Data, science and achieving the sustainable development goals
The United Nation’s Sustainable Development Goal 3 aims to ensure healthy lives and promote well-being for all at all ages. This goal includes reduction in maternal mortality to less than 70/100,000 live births, lowering child mortality below 25 deaths per 1,000 births and 30% reduction in premature deaths due to non-communicable disease by 2030. In order to meet these targets, we need information about who is dying, where and from what? This information is not easily available for the majority of deaths occurring in low and middle income countries. We are now understanding more, thanks to a major health information-strengthening effort.
This session discusses the data collection scale currently underway, where new data and analytics, and human-computer collaboration will provide comprehensive monitoring of efforts to bend the curve. It describes the Global Burden of Disease Study, an ongoing effort to integrate all available data and produce estimates of who is sick with what and where and can SDGs be attained given the current scale of interventions.

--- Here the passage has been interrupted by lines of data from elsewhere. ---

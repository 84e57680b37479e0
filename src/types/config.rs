use crate::error::EngineError;

const DEFAULT_QUEUE_CAPACITY: usize = 4096;

fn default_parallelism() -> usize {
    std::thread::available_parallelism()
        .map(std::num::NonZeroUsize::get)
        .unwrap_or(1)
        * 2
}

/// Short-circuit switches for ordered (priority-walk) firing.
///
/// The flags are independent; whichever condition is met first ends the walk
/// for the current fact only.
#[derive(Debug, Clone, Copy, Default, PartialEq, Eq)]
pub struct SkipPolicy {
    /// Stop after the first rule whose condition held and whose `then` ran.
    pub skip_on_first_applied_rule: bool,
    /// Stop after the first rule whose condition did not hold.
    pub skip_on_first_non_applied_rule: bool,
    /// Stop after the first rule whose condition or action failed.
    pub skip_on_first_failed_rule: bool,
}

/// Engine-wide settings. Build with [`EngineConfig::builder()`].
///
/// With the `serde` feature enabled, missing fields deserialize to their
/// defaults.
#[derive(Debug, Clone, PartialEq, Eq)]
#[cfg_attr(feature = "serde", derive(serde::Serialize, serde::Deserialize))]
#[cfg_attr(feature = "serde", serde(default))]
pub struct EngineConfig {
    pub skip_on_first_applied_rule: bool,
    pub skip_on_first_non_applied_rule: bool,
    pub skip_on_first_failed_rule: bool,
    /// Threads running periodic fact collectors.
    pub collector_pool_size: usize,
    /// Slots in the dispatch ring; `fire` blocks when every slot is taken.
    pub queue_capacity: usize,
    /// Dispatch worker threads.
    pub worker_count: usize,
}

impl Default for EngineConfig {
    fn default() -> Self {
        Self {
            skip_on_first_applied_rule: false,
            skip_on_first_non_applied_rule: false,
            skip_on_first_failed_rule: false,
            collector_pool_size: default_parallelism(),
            queue_capacity: DEFAULT_QUEUE_CAPACITY,
            worker_count: default_parallelism(),
        }
    }
}

impl EngineConfig {
    #[must_use]
    pub fn builder() -> EngineConfigBuilder {
        EngineConfigBuilder::default()
    }

    #[must_use]
    pub fn skip_policy(&self) -> SkipPolicy {
        SkipPolicy {
            skip_on_first_applied_rule: self.skip_on_first_applied_rule,
            skip_on_first_non_applied_rule: self.skip_on_first_non_applied_rule,
            skip_on_first_failed_rule: self.skip_on_first_failed_rule,
        }
    }

    /// # Errors
    ///
    /// Returns [`EngineError::InvalidConfig`] if any pool or queue size is zero.
    pub fn validate(&self) -> Result<(), EngineError> {
        let sizes = [
            ("queue_capacity", self.queue_capacity),
            ("worker_count", self.worker_count),
            ("collector_pool_size", self.collector_pool_size),
        ];
        for (name, size) in sizes {
            if size == 0 {
                return Err(EngineError::InvalidConfig {
                    reason: format!("{name} must be greater than 0"),
                });
            }
        }
        Ok(())
    }
}

/// Fluent builder for [`EngineConfig`].
#[derive(Debug, Clone, Default)]
pub struct EngineConfigBuilder {
    config: EngineConfig,
}

impl EngineConfigBuilder {
    #[must_use]
    pub fn skip_on_first_applied_rule(mut self, skip: bool) -> Self {
        self.config.skip_on_first_applied_rule = skip;
        self
    }

    #[must_use]
    pub fn skip_on_first_non_applied_rule(mut self, skip: bool) -> Self {
        self.config.skip_on_first_non_applied_rule = skip;
        self
    }

    #[must_use]
    pub fn skip_on_first_failed_rule(mut self, skip: bool) -> Self {
        self.config.skip_on_first_failed_rule = skip;
        self
    }

    #[must_use]
    pub fn collector_pool_size(mut self, size: usize) -> Self {
        self.config.collector_pool_size = size;
        self
    }

    #[must_use]
    pub fn queue_capacity(mut self, capacity: usize) -> Self {
        self.config.queue_capacity = capacity;
        self
    }

    #[must_use]
    pub fn worker_count(mut self, workers: usize) -> Self {
        self.config.worker_count = workers;
        self
    }

    /// # Errors
    ///
    /// Returns [`EngineError::InvalidConfig`] if any pool or queue size is zero.
    pub fn build(self) -> Result<EngineConfig, EngineError> {
        self.config.validate()?;
        Ok(self.config)
    }
}

#[cfg(test)]
mod tests {
    use super::*;

    #[test]
    fn defaults() {
        let config = EngineConfig::builder().build().unwrap();
        assert!(!config.skip_on_first_applied_rule);
        assert!(!config.skip_on_first_non_applied_rule);
        assert!(!config.skip_on_first_failed_rule);
        assert_eq!(config.queue_capacity, 4096);
        assert!(config.worker_count >= 2);
        assert_eq!(config.worker_count % 2, 0);
        assert_eq!(config.skip_policy(), SkipPolicy::default());
    }

    #[test]
    fn skip_policy_mirrors_flags() {
        let config = EngineConfig::builder()
            .skip_on_first_applied_rule(true)
            .skip_on_first_failed_rule(true)
            .build()
            .unwrap();
        let policy = config.skip_policy();
        assert!(policy.skip_on_first_applied_rule);
        assert!(!policy.skip_on_first_non_applied_rule);
        assert!(policy.skip_on_first_failed_rule);
    }

    #[test]
    fn zero_sizes_rejected() {
        let err = EngineConfig::builder().worker_count(0).build().unwrap_err();
        assert_eq!(
            err,
            EngineError::InvalidConfig {
                reason: "worker_count must be greater than 0".into()
            }
        );
        assert!(EngineConfig::builder().queue_capacity(0).build().is_err());
        assert!(EngineConfig::builder()
            .collector_pool_size(0)
            .build()
            .is_err());
    }

    #[cfg(feature = "serde")]
    #[test]
    fn deserialize_with_defaults() {
        let config: EngineConfig =
            serde_json::from_str(r#"{"skip_on_first_applied_rule": true, "worker_count": 3}"#)
                .unwrap();
        assert!(config.skip_on_first_applied_rule);
        assert_eq!(config.worker_count, 3);
        assert_eq!(config.queue_capacity, 4096);
    }
}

Abraham Flaxman: Planning Strategic Health Interventions from Global Burden of Disease Estimates
Abraham Flaxman, PhD, is an Associate Professor of Health Metrics Sciences at the Institute for Health Metrics and Evaluation (IHME) at the University of Washington. He is currently leading the development of a simulation platform to derive “what-if” results from Global Burden of Disease estimates and is engaged in methodological and operational research on verbal autopsy. Dr. Flaxman has previously designed software tools such as DisMod-MR that IHME uses to estimate the Global Burden of Disease, and the Bednet Stock-and-Flow Model, which has produced estimates of insecticide-treated net coverage in sub-Saharan Africa. This work uses Integrative Systems Modeling to combine a system dynamics model of process with a statistical model of data to bring together all available sources of information.